Southport Squadron attend the unveiling of the new Sale War Memorial


WAR MEMORY: The memorial at the original crash site, which is now Walton Park, Sale

A squadron in Southport recently joined dignitaries and representatives from across the North West to unveil a new war memorial, in honor of Allied airmen of the Second World War, RAF Bomber Command.

No 611 Squadron was joined by Royal Australian Air Force Warrant Officer Rodney Wallace who unveiled the memorial, supported by Wing Commander Stephen Chaskin OBE, No 611 Squadron, representing the Royal Air Force.

In August 1943, a Wellington medium-range bomber with a Royal Australian Air Force crew of five and a member of the Royal Air Force Volunteer Reserve on board crashed into what is now a football pitch at Walton Park, Sale.


Two of the Australian servicemen died in the accident. The rest of the crew were also killed in World War II bombing missions, with the exception of one, who was so badly injured in the Sale incident that he was never seen again. flown operationally.

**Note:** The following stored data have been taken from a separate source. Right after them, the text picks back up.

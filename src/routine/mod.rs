//! Routine Store
//!
//! System of record for routine cells: (program, semester, section, day,
//! slot, lab group) → the class occupying that cell. All writes go through
//! `RoutineStore::commit`, which applies a whole `ChangeSet` atomically.

pub mod persistence;
pub mod view;

pub use persistence::SledRoutineStore;
pub use view::{RoutineCell, SectionRoutine};

use crate::error::StorageError;
use crate::types::{DayIndex, ProgramCode, RoomId, SessionType, SlotIndex, SpanId, SubjectId, TeacherId};
use serde::{Deserialize, Serialize};
use std::fmt;

/// Key separator used in every store key
pub const KEY_SEPARATOR: char = ':';

/// A program-semester-section cohort
#[derive(Debug, Clone, PartialEq, Eq, Hash, PartialOrd, Ord, Serialize, Deserialize)]
pub struct SectionRef {
    pub program_code: ProgramCode,
    pub semester: u8,
    pub section: String,
}

impl SectionRef {
    pub fn new(program_code: impl Into<String>, semester: u8, section: impl Into<String>) -> Self {
        Self {
            program_code: program_code.into(),
            semester,
            section: section.into(),
        }
    }

    /// Prefix shared by every entry key of this section
    pub fn key_prefix(&self) -> String {
        format!("{}:{}:{}:", self.program_code, self.semester, self.section)
    }
}

impl fmt::Display for SectionRef {
    fn fmt(&self, f: &mut fmt::Formatter<'_>) -> fmt::Result {
        write!(f, "{}/{}/{}", self.program_code, self.semester, self.section)
    }
}

/// Identity of one routine cell, including the lab group
#[derive(Debug, Clone, PartialEq, Eq, Hash, PartialOrd, Ord, Serialize, Deserialize)]
pub struct CellKey {
    pub program_code: ProgramCode,
    pub semester: u8,
    pub section: String,
    pub day_index: DayIndex,
    pub slot_index: SlotIndex,
    /// `None` is the whole section
    pub lab_group: Option<String>,
}

impl CellKey {
    pub fn section(&self) -> SectionRef {
        SectionRef::new(self.program_code.clone(), self.semester, self.section.clone())
    }

    /// Key of the grid cell, ignoring the lab group
    pub fn cell_encode(&self) -> String {
        format!(
            "{}{}:{:03}",
            self.section().key_prefix(),
            self.day_index,
            self.slot_index
        )
    }

    /// Full entry key
    pub fn encode(&self) -> String {
        format!("{}:{}", self.cell_encode(), group_token(self.lab_group.as_deref()))
    }

    /// Same cell with a different lab group
    pub fn with_group(&self, lab_group: Option<String>) -> Self {
        Self {
            lab_group,
            ..self.clone()
        }
    }
}

impl fmt::Display for CellKey {
    fn fmt(&self, f: &mut fmt::Formatter<'_>) -> fmt::Result {
        write!(
            f,
            "{} {} slot {}",
            self.section(),
            crate::types::day_name(self.day_index),
            self.slot_index
        )?;
        if let Some(group) = &self.lab_group {
            write!(f, " group {}", group)?;
        }
        Ok(())
    }
}

/// Token stored for a lab group in cell and entry keys (empty = whole section)
pub fn group_token(lab_group: Option<&str>) -> &str {
    lab_group.unwrap_or("")
}

/// Key of a teacher or room occupancy index row
pub fn occupancy_key(resource_id: &str, day: DayIndex, slot: SlotIndex) -> String {
    format!("{}:{}:{:03}", resource_id, day, slot)
}

/// RoutineSlotEntry: one class occupying one routine cell
#[derive(Debug, Clone, PartialEq, Eq, Serialize, Deserialize)]
pub struct RoutineSlotEntry {
    pub program_code: ProgramCode,
    pub semester: u8,
    pub section: String,
    pub day_index: DayIndex,
    pub slot_index: SlotIndex,
    pub lab_group: Option<String>,
    pub subject_id: SubjectId,
    /// Ordered, duplicate-free, never empty
    pub teacher_ids: Vec<TeacherId>,
    pub room_id: RoomId,
    pub session_type: SessionType,
    pub span_id: Option<SpanId>,
    pub notes: Option<String>,
}

impl RoutineSlotEntry {
    pub fn key(&self) -> CellKey {
        CellKey {
            program_code: self.program_code.clone(),
            semester: self.semester,
            section: self.section.clone(),
            day_index: self.day_index,
            slot_index: self.slot_index,
            lab_group: self.lab_group.clone(),
        }
    }

    pub fn section_ref(&self) -> SectionRef {
        SectionRef::new(self.program_code.clone(), self.semester, self.section.clone())
    }

    /// Whether this row belongs to the given span
    pub fn in_span(&self, span: Option<&SpanId>) -> bool {
        match (span, &self.span_id) {
            (Some(wanted), Some(own)) => wanted == own,
            _ => false,
        }
    }

    /// Whether two rows are members of the same span
    pub fn shares_span_with(&self, other: &RoutineSlotEntry) -> bool {
        self.in_span(other.span_id.as_ref())
    }

    /// Fields every member of a span must agree on
    pub fn span_signature(&self) -> SpanSignature<'_> {
        SpanSignature {
            section: (&self.program_code, self.semester, &self.section),
            day_index: self.day_index,
            lab_group: self.lab_group.as_deref(),
            subject_id: &self.subject_id,
            teacher_ids: &self.teacher_ids,
            room_id: &self.room_id,
            session_type: self.session_type,
        }
    }
}

/// Borrowed view of the fields shared by all members of a span
#[derive(Debug, PartialEq, Eq)]
pub struct SpanSignature<'a> {
    pub section: (&'a str, u8, &'a str),
    pub day_index: DayIndex,
    pub lab_group: Option<&'a str>,
    pub subject_id: &'a str,
    pub teacher_ids: &'a [TeacherId],
    pub room_id: &'a str,
    pub session_type: SessionType,
}

/// Rows to remove and insert in a single atomic commit
#[derive(Debug, Clone, Default)]
pub struct ChangeSet {
    pub removals: Vec<CellKey>,
    pub inserts: Vec<RoutineSlotEntry>,
}

impl ChangeSet {
    pub fn insert_only(rows: Vec<RoutineSlotEntry>) -> Self {
        Self {
            removals: Vec::new(),
            inserts: rows,
        }
    }

    pub fn remove_only(keys: Vec<CellKey>) -> Self {
        Self {
            removals: keys,
            inserts: Vec::new(),
        }
    }

    pub fn is_empty(&self) -> bool {
        self.removals.is_empty() && self.inserts.is_empty()
    }
}

/// Result of a successful commit
#[derive(Debug, Clone, Default)]
pub struct CommitOutcome {
    /// Rows that existed and were removed
    pub removed: Vec<RoutineSlotEntry>,
    pub inserted: usize,
}

/// Routine Store interface
///
/// Reads never observe a partially applied `ChangeSet`. `commit` re-checks
/// cell uniqueness, lab-group exclusivity, and teacher/room occupancy inside
/// its transaction and fails with `StorageError::Constraint` when any of them
/// would be violated.
pub trait RoutineStore: Send + Sync {
    fn get(&self, key: &CellKey) -> Result<Option<RoutineSlotEntry>, StorageError>;

    /// Every entry in the grid cell of `key`, whatever its lab group
    fn cell_entries(&self, key: &CellKey) -> Result<Vec<RoutineSlotEntry>, StorageError>;

    /// Entry holding `teacher_id` at (day, slot), if any
    fn teacher_entry_at(
        &self,
        teacher_id: &str,
        day: DayIndex,
        slot: SlotIndex,
    ) -> Result<Option<RoutineSlotEntry>, StorageError>;

    /// Entry holding `room_id` at (day, slot), if any
    fn room_entry_at(
        &self,
        room_id: &str,
        day: DayIndex,
        slot: SlotIndex,
    ) -> Result<Option<RoutineSlotEntry>, StorageError>;

    /// Members of a span in slot order
    fn span_entries(&self, span_id: &SpanId) -> Result<Vec<RoutineSlotEntry>, StorageError>;

    /// Every entry of a section in (day, slot, group) order
    fn section_entries(&self, section: &SectionRef) -> Result<Vec<RoutineSlotEntry>, StorageError>;

    /// Every entry a teacher appears in, in (day, slot) order
    fn teacher_entries(&self, teacher_id: &str) -> Result<Vec<RoutineSlotEntry>, StorageError>;

    fn list_all(&self) -> Result<Vec<RoutineSlotEntry>, StorageError>;

    /// Apply removals then inserts as one atomic unit
    ///
    /// Removing a key that is absent is a no-op.
    fn commit(&self, change: &ChangeSet) -> Result<CommitOutcome, StorageError>;
}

Sale historian George Cogswell researched the crash in the early 1990s and began the process of erecting a memorial in Walton Park to honor the six men.

George Cogswell said: “I’m glad we now have the permanent memorial in Sale. With five of the six men on the flight hailing from Australia, we were very honored to have an RAAF representative in Sale for the unveiling.

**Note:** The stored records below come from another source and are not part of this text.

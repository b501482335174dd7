//! Durable sled-backed teacher-view cache.

use crate::error::StorageError;
use crate::projection::TeacherScheduleView;
use crate::types::TeacherId;
use sled::{Db, Tree};

const TREE_TEACHER_VIEWS: &str = "teacher_views";

/// Cache of projected teacher schedules
///
/// Reads are public; only the projector writes. A view is stored as one
/// serde_json value, so replacing it is a single atomic insert.
#[derive(Clone)]
pub struct TeacherViewStore {
    views: Tree,
}

impl TeacherViewStore {
    pub fn new(db: &Db) -> Result<Self, StorageError> {
        let views = db.open_tree(TREE_TEACHER_VIEWS).map_err(to_storage_io)?;
        Ok(Self { views })
    }

    pub fn get(&self, teacher_id: &str) -> Result<Option<TeacherScheduleView>, StorageError> {
        let Some(raw) = self
            .views
            .get(teacher_id.as_bytes())
            .map_err(to_storage_io)?
        else {
            return Ok(None);
        };
        let parsed = serde_json::from_slice(&raw).map_err(to_storage_data)?;
        Ok(Some(parsed))
    }

    /// Teacher ids with a cached view, in key order
    pub fn teacher_ids(&self) -> Result<Vec<TeacherId>, StorageError> {
        let mut out = Vec::new();
        for result in self.views.iter() {
            let (key, _) = result.map_err(to_storage_io)?;
            out.push(String::from_utf8_lossy(&key).into_owned());
        }
        Ok(out)
    }

    pub(crate) fn put(&self, view: &TeacherScheduleView) -> Result<(), StorageError> {
        let value = serde_json::to_vec(view).map_err(to_storage_data)?;
        self.views
            .insert(view.teacher_id.as_bytes(), value)
            .map_err(to_storage_io)?;
        Ok(())
    }
}

fn to_storage_io(err: sled::Error) -> StorageError {
    StorageError::Unavailable(format!("teacher view store: {}", err))
}

fn to_storage_data(err: serde_json::Error) -> StorageError {
    StorageError::Corrupt(format!("teacher view encoding: {}", err))
}
//! Workspace config file source: config/config.toml and config/{env}.toml

use config::builder::DefaultState;
use config::ConfigBuilder;
use config::ConfigError;
use config::File;
use std::path::Path;

/// Environment variable selecting the env-specific workspace file
pub const ENV_NAME_VAR: &str = "ROUTINE_ENV";

/// Add workspace config files to builder.
/// Precedence: config/config.toml (base) then config/{ROUTINE_ENV}.toml (env-specific).
pub fn add_to_builder(
    builder: ConfigBuilder<DefaultState>,
    workspace_root: &Path,
) -> Result<ConfigBuilder<DefaultState>, ConfigError> {
    let config_dir = workspace_root.join("config");
    let env_name = std::env::var(ENV_NAME_VAR).unwrap_or_else(|_| "development".to_string());

    let mut builder = builder;

    let base_config_path = config_dir.join("config.toml");
    if base_config_path.exists() {
        builder = builder.add_source(File::from(base_config_path).required(false));
    }

    let env_config_path = config_dir.join(format!("{}.toml", env_name));
    if env_config_path.exists() {
        builder = builder.add_source(File::from(env_config_path).required(false));
    }

    Ok(builder)
}
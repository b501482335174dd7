//! CLI output: error mapping from domain errors to stable CLI surface.

use crate::cli::presentation::{format_conflict_report, format_validation_errors};
use crate::error::ApiError;

/// Map domain/service errors to a string for CLI output.
/// Conflict and validation errors list every violation.
pub fn map_error(e: &ApiError) -> String {
    match e {
        ApiError::Conflict(report) => format_conflict_report(report),
        ApiError::Validation(errors) => format_validation_errors(errors),
        other => other.to_string(),
    }
}
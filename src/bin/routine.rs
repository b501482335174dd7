//! Routine CLI Binary
//!
//! Command-line interface for assigning classes and reading routines and
//! teacher schedules.

use anyhow::Context;
use clap::Parser;
use routine::auth::Caller;
use routine::cli::{map_error, Cli, RunContext};
use routine::logging::{init_logging, LoggingConfig};
use std::process;
use tracing::{error, info};

fn main() {
    let cli = Cli::parse();

    // Build logging config from CLI args, env vars, and config file
    let logging_config = build_logging_config(&cli);

    // Initialize logging early
    if let Err(e) = init_logging(Some(&logging_config)) {
        eprintln!("Failed to initialize logging: {}", e);
        process::exit(1);
    }

    let runtime = match build_runtime() {
        Ok(runtime) => runtime,
        Err(e) => {
            eprintln!("{:#}", e);
            process::exit(1);
        }
    };

    info!(command = cli.command.name(), "Routine CLI starting");

    let caller = Caller::new(cli.caller.clone(), cli.role);
    let context = match RunContext::new(cli.workspace.clone(), cli.config.clone(), caller) {
        Ok(ctx) => ctx,
        Err(e) => {
            error!("Error initializing workspace: {}", e);
            eprintln!("{}", map_error(&e));
            process::exit(1);
        }
    };

    match runtime.block_on(context.execute(&cli.command)) {
        Ok(output) => {
            info!("Command completed successfully");
            println!("{}", output);
        }
        Err(e) => {
            error!("Command failed: {}", e);
            eprintln!("{}", map_error(&e));
            process::exit(1);
        }
    }
}

fn build_runtime() -> anyhow::Result<tokio::runtime::Runtime> {
    tokio::runtime::Builder::new_multi_thread()
        .worker_threads(2)
        .enable_all()
        .build()
        .context("Failed to start the async runtime")
}

/// Build logging configuration from CLI args, environment, and config file.
/// Precedence: CLI flags override config file override defaults.
fn build_logging_config(cli: &Cli) -> LoggingConfig {
    let mut config = RunContext::load_config(&cli.workspace, cli.config.as_deref())
        .map(|c| c.logging)
        .unwrap_or_default();

    if cli.verbose {
        config.level = "debug".to_string();
        if config.output == "file" {
            config.output = "file+stderr".to_string();
        }
    }
    if let Some(ref level) = cli.log_level {
        config.level = level.clone();
    }
    if let Some(ref format) = cli.log_format {
        config.format = format.clone();
    }
    if let Some(ref output) = cli.log_output {
        config.output = output.clone();
    }

    let output_uses_file = config.output == "file" || config.output == "file+stderr";
    if let Some(ref file) = cli.log_file {
        config.file = Some(file.clone());
    } else if output_uses_file && config.file.is_none() {
        config.file = Some(LoggingConfig::default_log_file(&cli.workspace));
    }

    config
}
//! Routine presentation: section week grid and teacher schedule.

use super::shared::{format_section_heading, group_prefix, new_table, to_json};
use crate::catalog::{SlotCatalog, SlotStatus};
use crate::error::ApiError;
use crate::projection::TeacherScheduleView;
use crate::routine::{RoutineCell, SectionRoutine};
use crate::types::day_name;

/// One line block per entry: subject, teachers, room
fn describe_cell(cell: &RoutineCell) -> String {
    let mut text = format!(
        "{}{} ({})\n{}\n{}",
        group_prefix(cell.entry.lab_group.as_deref()),
        cell.subject_code,
        cell.entry.session_type,
        cell.teacher_names.join(", "),
        cell.room_name
    );
    if cell.entry.span_id.is_some() {
        text.push_str(" *");
    }
    text
}

pub fn format_section_routine_text(routine: &SectionRoutine, catalog: &SlotCatalog) -> String {
    let mut out = format_section_heading(&format!("Routine {}", routine.section));
    out.push('\n');

    if routine.is_empty() {
        out.push_str("No classes assigned.");
        return out;
    }

    let periods: Vec<_> = catalog.periods().collect();
    let mut header = vec!["Day".to_string()];
    header.extend(periods.iter().map(|p| format!("{}\n{}", p.index, p.label)));
    let mut table = new_table(header);

    for day in catalog.days() {
        let mut row = vec![day_name(day)];
        for period in &periods {
            let cells = routine.cell(day, period.index);
            let text = if !cells.is_empty() {
                cells
                    .iter()
                    .map(describe_cell)
                    .collect::<Vec<_>>()
                    .join("\n\n")
            } else {
                match catalog.status(&routine.section.program_code, day, period.index) {
                    SlotStatus::Break => "break".to_string(),
                    SlotStatus::Assignable => String::new(),
                    _ => "-".to_string(),
                }
            };
            row.push(text);
        }
        table.add_row(row);
    }

    out.push_str(&table.to_string());
    out.push_str("\n* part of a multi-slot span");
    out
}

pub fn format_section_routine_json(routine: &SectionRoutine) -> Result<String, ApiError> {
    to_json(routine)
}

pub fn format_teacher_schedule_text(view: &TeacherScheduleView) -> String {
    let mut out = format_section_heading(&format!(
        "Schedule of {} ({})",
        view.teacher_name, view.teacher_id
    ));
    out.push('\n');

    if view.is_empty() {
        out.push_str("No classes assigned.");
        return out;
    }

    let mut table = new_table(vec!["Day", "Slot", "Time", "Section", "Subject", "Type", "Room"]);
    for (day, items) in &view.days {
        for item in items {
            table.add_row(vec![
                day_name(*day),
                item.slot_index.to_string(),
                item.slot_label.clone(),
                format!(
                    "{}{}/{}/{}",
                    group_prefix(item.lab_group.as_deref()),
                    item.program_code,
                    item.semester,
                    item.section
                ),
                format!("{} {}", item.subject_code, item.subject_name),
                item.session_type.to_string(),
                item.room_name.clone(),
            ]);
        }
    }
    out.push_str(&table.to_string());
    out.push_str(&format!("\n{} class(es)", view.item_count));
    out
}

pub fn format_teacher_schedule_json(view: &TeacherScheduleView) -> Result<String, ApiError> {
    to_json(view)
}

PAYING TRIBUTE: Wing Commander Stephen Chaskin of 611 Squadron with historian George Cogswell

Sergeant John (Tich) McCarthy, born in County Waterford, Ireland, was flying with Australian personnel on the night of the crash. He was serving in the RAF Volunteer Reserve, having come to South Wales in 1941 to help build airfields.

Wing Commander Chaskin added: “The men were all away from home that night and had to deal with the failure of both engines in their planes.

“Through great skill and quick thinking, they managed to avoid crashing into local houses, but unfortunately in the process two crew members were killed. Their actions in trying to save the others will be remembered for a long time.